# Data

We'll use weather data to talk about several methods of using the data, some are packages out of `pypi` and others are builtin. The builtin packages tend to be designed to handle smaller amounts of data.

We'll start with data from a weather station in the Capitol hill area of Seattle. Take a look at the `3235995.csv` file. I extracted this from [NOAA yesterday](www.ncdc.noaa.gov/) (using instructions found in your book).

First, lets load it up with the normal `csv` package. Use `help(csv)` after you've `import csv` to get some brief help on the package.

Here we will load the file, taken straight from our book:

In [None]:
import csv

with open('3235995.csv', newline='') as f:
    reader = csv.reader(f)
    header = reader.__next__()
    print(header)

Note each call to `__next__()` grabs the next item. Lets read 5 lines using some trickery and the `enumerate` function for a `for` loop:

In [None]:
with open('3235995.csv', newline='') as f:
    reader = csv.reader(f)
    header = reader.__next__()
    print(header)
    for index, row in enumerate(reader):
        if index < 5:
            print(row)
        else:
            break

Now - lets get 1000 entries in the `PRCP` (precipitation) into a single list, `measurements`, which we will then plot.

WARNING: 

Next, lets make a simple plot of them. We need to think a second of what we want. We want a trend line - as a function of time. We won't do date just yet - lets start with just doing sequence number.

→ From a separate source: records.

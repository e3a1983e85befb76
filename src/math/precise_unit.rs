//! Precise Unit Math
//!
//! 18-decimal fixed-point arithmetic over 256-bit integers, signed and unsigned.
//!
//! ROUNDING:
//! - `precise_mul` / `precise_div` truncate (toward zero)
//! - `precise_mul_ceil` / `precise_div_ceil` round the magnitude up
//! - `precise_mul_floor` / `precise_div_floor` round toward negative infinity
//!
//! Deposits are priced with the ceiling variants and withdrawals with the
//! floor variants so rounding always lands in the basket's favour. Every step
//! is checked; nothing here wraps.

use alloy_primitives::{I256, U256};

use crate::error::ArithmeticError;

// ============================================
// CONSTANTS
// ============================================

/// 10^18
pub const PRECISE_UNIT: U256 = U256::from_limbs([1_000_000_000_000_000_000, 0, 0, 0]);

/// Number of decimals carried by a precise unit
pub const PRECISE_DECIMALS: u8 = 18;

/// 10^18 as a signed value
pub fn precise_unit_int() -> I256 {
    I256::from_raw(PRECISE_UNIT)
}

type MathResult<T> = Result<T, ArithmeticError>;

// ============================================
// SHARED OPERATIONS
// ============================================

/// Fixed-point operations available for both signednesses
pub trait PreciseUnitMath: Sized + Copy {
    /// a * b / 10^18, truncated toward zero
    fn precise_mul(self, b: Self) -> MathResult<Self>;

    /// a * 10^18 / b, truncated toward zero
    fn precise_div(self, b: Self) -> MathResult<Self>;

    /// a * 10^18 / b with the magnitude rounded up
    fn precise_div_ceil(self, b: Self) -> MathResult<Self>;
}

// ============================================
// UNSIGNED
// ============================================

fn mul_u(a: U256, b: U256) -> MathResult<U256> {
    a.checked_mul(b).ok_or(ArithmeticError::Overflow)
}

impl PreciseUnitMath for U256 {
    fn precise_mul(self, b: U256) -> MathResult<U256> {
        Ok(mul_u(self, b)? / PRECISE_UNIT)
    }

    fn precise_div(self, b: U256) -> MathResult<U256> {
        if b.is_zero() {
            return Err(ArithmeticError::DivideByZero);
        }
        Ok(mul_u(self, PRECISE_UNIT)? / b)
    }

    fn precise_div_ceil(self, b: U256) -> MathResult<U256> {
        if b.is_zero() {
            return Err(ArithmeticError::DivideByZero);
        }
        if self.is_zero() {
            return Ok(U256::ZERO);
        }
        // numerator >= 10^18 here, so neither the -1 nor the +1 can wrap
        Ok((mul_u(self, PRECISE_UNIT)? - U256::from(1)) / b + U256::from(1))
    }
}

/// Unsigned-only helpers
pub trait UnsignedPreciseMath: Sized {
    /// a * b / 10^18 rounded up; zero when the product is zero
    fn precise_mul_ceil(self, b: Self) -> MathResult<Self>;

    /// |a - b| <= range
    fn approximately_equals(self, b: Self, range: Self) -> bool;
}

impl UnsignedPreciseMath for U256 {
    fn precise_mul_ceil(self, b: U256) -> MathResult<U256> {
        if self.is_zero() || b.is_zero() {
            return Ok(U256::ZERO);
        }
        Ok((mul_u(self, b)? - U256::from(1)) / PRECISE_UNIT + U256::from(1))
    }

    fn approximately_equals(self, b: U256, range: U256) -> bool {
        let diff = if self >= b { self - b } else { b - self };
        diff <= range
    }
}

/// base^exp with every intermediate product checked
pub fn safe_power(base: U256, exp: u32) -> MathResult<U256> {
    let mut result = U256::from(1);
    for _ in 0..exp {
        result = mul_u(result, base)?;
    }
    Ok(result)
}

// ============================================
// SIGNED
// ============================================

fn mul_i(a: I256, b: I256) -> MathResult<I256> {
    a.checked_mul(b).ok_or(if a.is_negative() != b.is_negative() {
        ArithmeticError::Underflow
    } else {
        ArithmeticError::Overflow
    })
}

fn div_i(a: I256, b: I256) -> MathResult<I256> {
    if b.is_zero() {
        return Err(ArithmeticError::DivideByZero);
    }
    // MIN / -1 is the only other failure
    a.checked_div(b).ok_or(ArithmeticError::Overflow)
}

fn rem_is_zero(a: I256, b: I256) -> MathResult<bool> {
    if b.is_zero() {
        return Err(ArithmeticError::DivideByZero);
    }
    Ok(a.checked_rem(b).map(|r| r.is_zero()).unwrap_or(true))
}

/// Integer division rounded toward negative infinity
pub fn div_down(a: I256, b: I256) -> MathResult<I256> {
    let result = div_i(a, b)?;
    if a.is_negative() != b.is_negative() && !rem_is_zero(a, b)? {
        return result
            .checked_sub(I256::ONE)
            .ok_or(ArithmeticError::Underflow);
    }
    Ok(result)
}

impl PreciseUnitMath for I256 {
    fn precise_mul(self, b: I256) -> MathResult<I256> {
        div_i(mul_i(self, b)?, precise_unit_int())
    }

    fn precise_div(self, b: I256) -> MathResult<I256> {
        if b.is_zero() {
            return Err(ArithmeticError::DivideByZero);
        }
        div_i(mul_i(self, precise_unit_int())?, b)
    }

    fn precise_div_ceil(self, b: I256) -> MathResult<I256> {
        if b.is_zero() {
            return Err(ArithmeticError::DivideByZero);
        }
        let numerator = mul_i(self, precise_unit_int())?;
        let quotient = div_i(numerator, b)?;
        if rem_is_zero(numerator, b)? {
            return Ok(quotient);
        }
        // a nonzero remainder implies a nonzero numerator, so the signs are meaningful
        if numerator.is_negative() == b.is_negative() {
            quotient.checked_add(I256::ONE).ok_or(ArithmeticError::Overflow)
        } else {
            quotient.checked_sub(I256::ONE).ok_or(ArithmeticError::Underflow)
        }
    }
}

/// Signed-only helpers
pub trait SignedPreciseMath: Sized {
    /// a * b / 10^18 rounded toward negative infinity
    fn precise_mul_floor(self, b: Self) -> MathResult<Self>;

    /// a * 10^18 / b rounded toward negative infinity
    fn precise_div_floor(self, b: Self) -> MathResult<Self>;

    fn checked_abs_value(self) -> MathResult<Self>;

    fn checked_negate(self) -> MathResult<Self>;
}

impl SignedPreciseMath for I256 {
    fn precise_mul_floor(self, b: I256) -> MathResult<I256> {
        div_down(mul_i(self, b)?, precise_unit_int())
    }

    fn precise_div_floor(self, b: I256) -> MathResult<I256> {
        if b.is_zero() {
            return Err(ArithmeticError::DivideByZero);
        }
        div_down(mul_i(self, precise_unit_int())?, b)
    }

    fn checked_abs_value(self) -> MathResult<I256> {
        self.checked_abs().ok_or(ArithmeticError::Overflow)
    }

    fn checked_negate(self) -> MathResult<I256> {
        self.checked_neg().ok_or(ArithmeticError::Overflow)
    }
}
//! Insertion-ordered address set with O(1) membership and O(1) removal
//!
//! Removal swaps the last entry into the vacated slot, so the relative order
//! of the remaining entries is NOT preserved across removals. Re-inserting an
//! address always appends it at the end.

use alloy_primitives::Address;
use std::collections::HashMap;

#[derive(Debug, Clone, Default, PartialEq, Eq)]
pub struct AddressSet {
    items: Vec<Address>,
    index: HashMap<Address, usize>,
}

impl AddressSet {
    pub fn new() -> Self {
        Self::default()
    }

    /// Append; returns false if already present
    pub fn insert(&mut self, address: Address) -> bool {
        if self.index.contains_key(&address) {
            return false;
        }
        self.index.insert(address, self.items.len());
        self.items.push(address);
        true
    }

    /// Swap-with-last removal; returns false if absent
    pub fn remove(&mut self, address: &Address) -> bool {
        let Some(position) = self.index.remove(address) else {
            return false;
        };
        self.items.swap_remove(position);
        if let Some(moved) = self.items.get(position) {
            self.index.insert(*moved, position);
        }
        true
    }

    pub fn contains(&self, address: &Address) -> bool {
        self.index.contains_key(address)
    }

    pub fn len(&self) -> usize {
        self.items.len()
    }

    pub fn is_empty(&self) -> bool {
        self.items.is_empty()
    }

    pub fn as_slice(&self) -> &[Address] {
        &self.items
    }

    pub fn iter(&self) -> impl Iterator<Item = &Address> {
        self.items.iter()
    }
}

#[cfg(test)]
mod tests {
    use super::*;

    fn addr(n: u8) -> Address {
        Address::with_last_byte(n)
    }

    #[test]
    fn test_insertion_order() {
        let mut set = AddressSet::new();
        assert!(set.insert(addr(1)));
        assert!(set.insert(addr(2)));
        assert!(set.insert(addr(3)));
        assert!(!set.insert(addr(2)));
        assert_eq!(set.as_slice(), &[addr(1), addr(2), addr(3)]);
    }

    #[test]
    fn test_remove_swaps_last_into_slot() {
        let mut set = AddressSet::new();
        for n in 1..=4 {
            set.insert(addr(n));
        }

        assert!(set.remove(&addr(2)));
        assert_eq!(set.as_slice(), &[addr(1), addr(4), addr(3)]);
        assert!(!set.contains(&addr(2)));

        // moved entry is still removable through its new slot
        assert!(set.remove(&addr(4)));
        assert_eq!(set.as_slice(), &[addr(1), addr(3)]);
        assert!(!set.remove(&addr(4)));
    }

    #[test]
    fn test_reinsert_appends() {
        let mut set = AddressSet::new();
        set.insert(addr(1));
        set.insert(addr(2));
        set.insert(addr(3));
        set.remove(&addr(3));
        set.remove(&addr(1));
        set.insert(addr(1));
        assert_eq!(set.as_slice(), &[addr(2), addr(1)]);
    }
}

But this means a scatter plot, connected by lines.

In [None]:
from matplotlib import pyplot as plt

plt.scatter(list(range(0, 1000)), measurements)
plt.xlabel('Measurement Number')
plt.ylabel('Precipitation (in)')

Ok - we can already see patterns! While the data contains three years, we've only pulled in about 3or 4 years here.

## Using `pandas`

Pandas is the way to manipulate square data. There are courses taught on this. We are going to go through some very simple stuff here.

First, lets read in the whole sample and make a quick plot. Note the integration with Jupyter!

In [None]:
import pandas as pd

df = pd.read_csv('3235995.csv')
df

Lets make the same plot as we did previously.

In [None]:
plt.scatter(list(range(0, len(df))), df['PRCP'])

OK - great - can we do anything with the months?

In [None]:
df.dtypes

In [None]:
df['DATE'] = pd.to_datetime(df['DATE'])
df.dtypes

Now we can do things like asking for summaries as a function of year:

In [None]:
df['year'] = df['DATE'].apply(lambda x: x.year)
df['month'] = df['DATE'].apply(lambda x: x.month)
df['day'] = df['DATE'].apply(lambda x: x.day)
df

In [None]:
by_year = df.groupby('year')['PRCP'].sum()
by_year

In [None]:
by_year.plot.bar()

## Seaborn

Just to give you a quick example of some of the crazy visualizations you can do, lets look at the rain fall by month. We'll use a very nice, and very opinionated, plot library called `seaborn`.

In [None]:
!pip install seaborn

Lets make a plot of accumulation per month, with the years on top of each other so we can see the general trend.

In [None]:
import seaborn as sns
by_month = df.groupby(['year', 'month'])['PRCP'].sum().reset_index()
sns.relplot(x='month', y='PRCP', data=by_month, hue="year", kind="line")